-- DATA RECORDS follows --
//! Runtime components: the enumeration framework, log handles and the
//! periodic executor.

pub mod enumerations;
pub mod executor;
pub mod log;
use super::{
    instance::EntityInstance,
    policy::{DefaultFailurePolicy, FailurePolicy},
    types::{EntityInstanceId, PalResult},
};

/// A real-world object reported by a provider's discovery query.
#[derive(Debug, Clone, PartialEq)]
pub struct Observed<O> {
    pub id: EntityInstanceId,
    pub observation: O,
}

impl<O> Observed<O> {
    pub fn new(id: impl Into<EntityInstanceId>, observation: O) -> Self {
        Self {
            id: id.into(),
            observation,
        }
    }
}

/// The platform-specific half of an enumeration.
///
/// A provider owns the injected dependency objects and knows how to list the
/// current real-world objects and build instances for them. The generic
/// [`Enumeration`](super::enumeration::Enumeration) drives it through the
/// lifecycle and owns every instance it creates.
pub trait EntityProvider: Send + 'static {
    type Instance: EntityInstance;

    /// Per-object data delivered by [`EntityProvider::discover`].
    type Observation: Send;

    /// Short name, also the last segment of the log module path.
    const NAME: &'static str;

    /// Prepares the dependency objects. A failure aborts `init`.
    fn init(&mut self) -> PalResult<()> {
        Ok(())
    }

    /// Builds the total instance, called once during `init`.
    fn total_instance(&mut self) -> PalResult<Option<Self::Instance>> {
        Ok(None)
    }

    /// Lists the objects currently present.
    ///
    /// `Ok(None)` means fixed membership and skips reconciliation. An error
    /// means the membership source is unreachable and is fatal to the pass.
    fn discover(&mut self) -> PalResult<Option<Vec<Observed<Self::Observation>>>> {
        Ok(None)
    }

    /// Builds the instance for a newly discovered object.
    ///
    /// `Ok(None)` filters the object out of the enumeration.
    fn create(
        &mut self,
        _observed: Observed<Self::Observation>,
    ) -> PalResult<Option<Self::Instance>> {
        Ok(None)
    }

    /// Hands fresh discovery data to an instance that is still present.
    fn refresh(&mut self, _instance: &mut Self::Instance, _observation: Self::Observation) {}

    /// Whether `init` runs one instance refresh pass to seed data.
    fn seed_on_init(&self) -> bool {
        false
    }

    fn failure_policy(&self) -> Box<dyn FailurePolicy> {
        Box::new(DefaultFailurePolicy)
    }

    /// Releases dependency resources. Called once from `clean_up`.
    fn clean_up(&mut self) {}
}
-- DATA RECORDS concluded --
### DIRECTIONS:
Across the data, find each line that has "EntityProvider" in it and copy that line.

### RESULT FOR THIS TASK:
pub trait EntityProvider: Send + 'static {
    /// Per-object data delivered by [`EntityProvider::discover`].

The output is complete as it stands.